感想としてはやはり短編集の完成度では乙一に分があるな。
あそこまでの完成度&感動はそうそうご対面できない・・・


長編だったS&Mシリーズはすべてを語らず、読者に考えさせるというポイントが実に面白いのだが、短編であるがゆえにそういった部分が少なく、よくわからないという結論になることが多かった。

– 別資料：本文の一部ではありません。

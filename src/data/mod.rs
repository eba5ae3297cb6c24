//! Output data files.

pub mod storage;

pub use storage::{format_g, DataRow, OutputWriter};
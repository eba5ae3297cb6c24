//! Custom error types for beam-pattern runs.
//!
//! This module defines the primary error type, `BeammapError`. Using the `thiserror` crate,
//! it gives every failure a run can hit a single typed home:
//!
//! - **`ConfigLoad`**: Wraps errors from `figment` while reading the TOML file or the
//!   `BEAMMAP_` environment overrides.
//! - **`Configuration`**: Semantic problems with a parsed configuration (scan bounds, an empty
//!   frequency list, a map kind whose devices are not enabled). Always raised before any
//!   device I/O.
//! - **`DeviceUnavailable`**: An adapter could not be opened or initialized. Fatal, and raised
//!   before scanning starts.
//! - **`Measurement`**: A device command or sample failed once the run was underway. Rows
//!   already written to the output file stay valid.
//! - **`Io`** / **`Output`**: Failures writing the data file.
//!
//! Unparsable meter samples never show up here: the reading aggregator recovers them locally
//! (see [`crate::measurement::aggregate::SampleParseError`]).

use crate::hardware::Device;
use crate::map::RunPhase;
use std::fmt;
use thiserror::Error;

/// Convenience alias for results using the application error type.
pub type AppResult<T> = std::result::Result<T, BeammapError>;

#[derive(Error, Debug)]
pub enum BeammapError {
    #[error("Configuration load error: {0}")]
    ConfigLoad(#[from] Box<figment::Error>),

    #[error("Configuration validation error: {0}")]
    Configuration(String),

    #[error("Device '{device}' unavailable: {reason}")]
    DeviceUnavailable { device: Device, reason: String },

    #[error("Measurement failed {site}: {reason}")]
    Measurement { site: MeasurementSite, reason: String },

    #[error("I/O error: {0}")]
    Io(#[from] std::io::Error),

    #[error("Output file error: {0}")]
    Output(#[from] csv::Error),
}

impl From<figment::Error> for BeammapError {
    fn from(err: figment::Error) -> Self {
        BeammapError::ConfigLoad(Box::new(err))
    }
}

impl BeammapError {
    pub(crate) fn device(device: Device, err: &anyhow::Error) -> Self {
        BeammapError::DeviceUnavailable {
            device,
            reason: format!("{:#}", err),
        }
    }

    pub(crate) fn measurement(site: MeasurementSite, err: &anyhow::Error) -> Self {
        BeammapError::Measurement {
            site,
            reason: format!("{:#}", err),
        }
    }

    /// Returns the fault location for `Measurement` errors.
    pub fn site(&self) -> Option<&MeasurementSite> {
        match self {
            BeammapError::Measurement { site, .. } => Some(site),
            _ => None,
        }
    }
}

/// Where in the run a measurement error happened.
#[derive(Debug, Clone, PartialEq)]
pub struct MeasurementSite {
    /// Phase the controller was in.
    pub phase: RunPhase,
    /// Index into the scan grid, when the fault happened while scanning.
    pub point_index: Option<usize>,
    /// Azimuth of that grid point in degrees.
    pub azimuth: Option<f64>,
    /// Elevation of that grid point in degrees, for raster grids.
    pub elevation: Option<f64>,
    /// Frequency being measured, in GHz.
    pub frequency_ghz: Option<f64>,
}

impl MeasurementSite {
    pub(crate) fn phase(phase: RunPhase) -> Self {
        Self {
            phase,
            point_index: None,
            azimuth: None,
            elevation: None,
            frequency_ghz: None,
        }
    }

    pub(crate) fn with_frequency(mut self, frequency_ghz: f64) -> Self {
        self.frequency_ghz = Some(frequency_ghz);
        self
    }
}

impl fmt::Display for MeasurementSite {
    fn fmt(&self, f: &mut fmt::Formatter<'_>) -> fmt::Result {
        write!(f, "during {}", self.phase)?;
        if let Some(index) = self.point_index {
            write!(f, " at position index {}", index)?;
        }
        if let Some(az) = self.azimuth {
            write!(f, " (az {:.3} deg", az)?;
            if let Some(el) = self.elevation {
                write!(f, ", el {:.3} deg", el)?;
            }
            write!(f, ")")?;
        }
        if let Some(freq) = self.frequency_ghz {
            write!(f, " at {} GHz", freq)?;
        }
        Ok(())
    }
}
//! Simulated bench.
//!
//! One [`SimulatedBench`] stands in for the whole test range: a rotary stage, a synthesizer,
//! the detector meters, a vector voltmeter, a network analyzer and the multiplexer lines all
//! share a single [`BenchState`], so the detector sees whatever the stage and source were last
//! told to do. Motion is instantaneous; callers do their own settle waits.
//!
//! The bench also keeps a journal of accepted commands and can inject faults:
//!
//! - fail the Nth `move_to`
//! - fail the Nth meter sample
//! - refuse to open a device
//! - replay scripted raw samples ahead of the response model

use anyhow::{bail, Result};
use async_trait::async_trait;
use num_complex::Complex64;
use rand::Rng;
use std::sync::Arc;
use tokio::sync::RwLock;

use crate::config::{Settings, SimulatorConfig};
use crate::hardware::capabilities::{
    Axis, DigitalLevel, DigitalOutputAdapter, MeterOptions, MotionAdapter,
    NetworkAnalyzerAdapter, PhasorSample, RawSample, ScalarMeterAdapter, SourceAdapter,
    VectorMeterAdapter,
};
use crate::hardware::provider::DeviceProvider;
use crate::hardware::Device;

/// Physical state seen by the detector.
#[derive(Debug, Clone, PartialEq)]
pub struct BenchState {
    pub azimuth: f64,
    pub elevation: f64,
    pub frequency_hz: f64,
    pub power_dbm: f64,
    pub output_on: bool,
    /// Multiplexer channel currently pulled low.
    pub channel: Option<u8>,
}

impl Default for BenchState {
    fn default() -> Self {
        Self {
            azimuth: 0.0,
            elevation: 0.0,
            frequency_hz: 0.0,
            power_dbm: 0.0,
            output_on: true,
            channel: None,
        }
    }
}

/// A command the bench accepted, in order.
#[derive(Debug, Clone, PartialEq)]
pub enum BenchCommand {
    Reset,
    Home(Axis),
    Move {
        axis: Axis,
        target_deg: f64,
        velocity_deg_s: f64,
    },
    Multiplier(f64),
    Frequency(f64),
    Power(f64),
    OutputOn,
    OutputOff,
    ConfigureMeter(Device),
    ConfigureSweep(Vec<f64>),
    Channel(u8, DigitalLevel),
}

#[derive(Debug, Clone, Default)]
struct Faults {
    fail_move: Option<usize>,
    fail_sample: Option<usize>,
    unavailable: Vec<Device>,
    scripted: Vec<RawSample>,
}

#[derive(Default)]
struct Shared {
    state: BenchState,
    journal: Vec<BenchCommand>,
    moves: usize,
    samples: usize,
}

type ResponseFn = dyn Fn(&BenchState) -> PhasorSample + Send + Sync;

/// Simulated test range. Clones share state, so a test can keep one handle for inspection
/// while the run owns the adapters.
#[derive(Clone)]
pub struct SimulatedBench {
    shared: Arc<RwLock<Shared>>,
    response: Arc<ResponseFn>,
    faults: Faults,
    noise: f64,
    channels: u8,
}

ただ、「真夜中の悲鳴」「やさしい恋人へ僕から」「誰もいなくなった」「悩める刑事」「キシマ先生の静かな生活」は面白かった。
乙一とは一味違った面白さを味わえた気がする。
作品の中に隠れている「読者への訴え」が垣間見る瞬間が実に素敵だ。
それと「キシマ先生の静かな生活」のような理系的な視点が素敵だ。
『いつから、僕は研究者をやめたのだろう?
 一日中、たった一つの微分方程式を睨んでいた、あの素敵な時間は、どこへ行ってしまったのだろう?
 キシマ先生と話した、あの壮大な、純粋な、綺麗な、解析モデルは、今は誰かが考えているのだろうか?
 世界のどこかで、僕よりも若い誰かが、同じことを悩んでいるのだろうか……。もしそうなら、僕は、その人が羨ましい。』



「有限と微笑のパン」を読み終えたら短編集第2弾「地球儀のスライス」を読んでみようかな。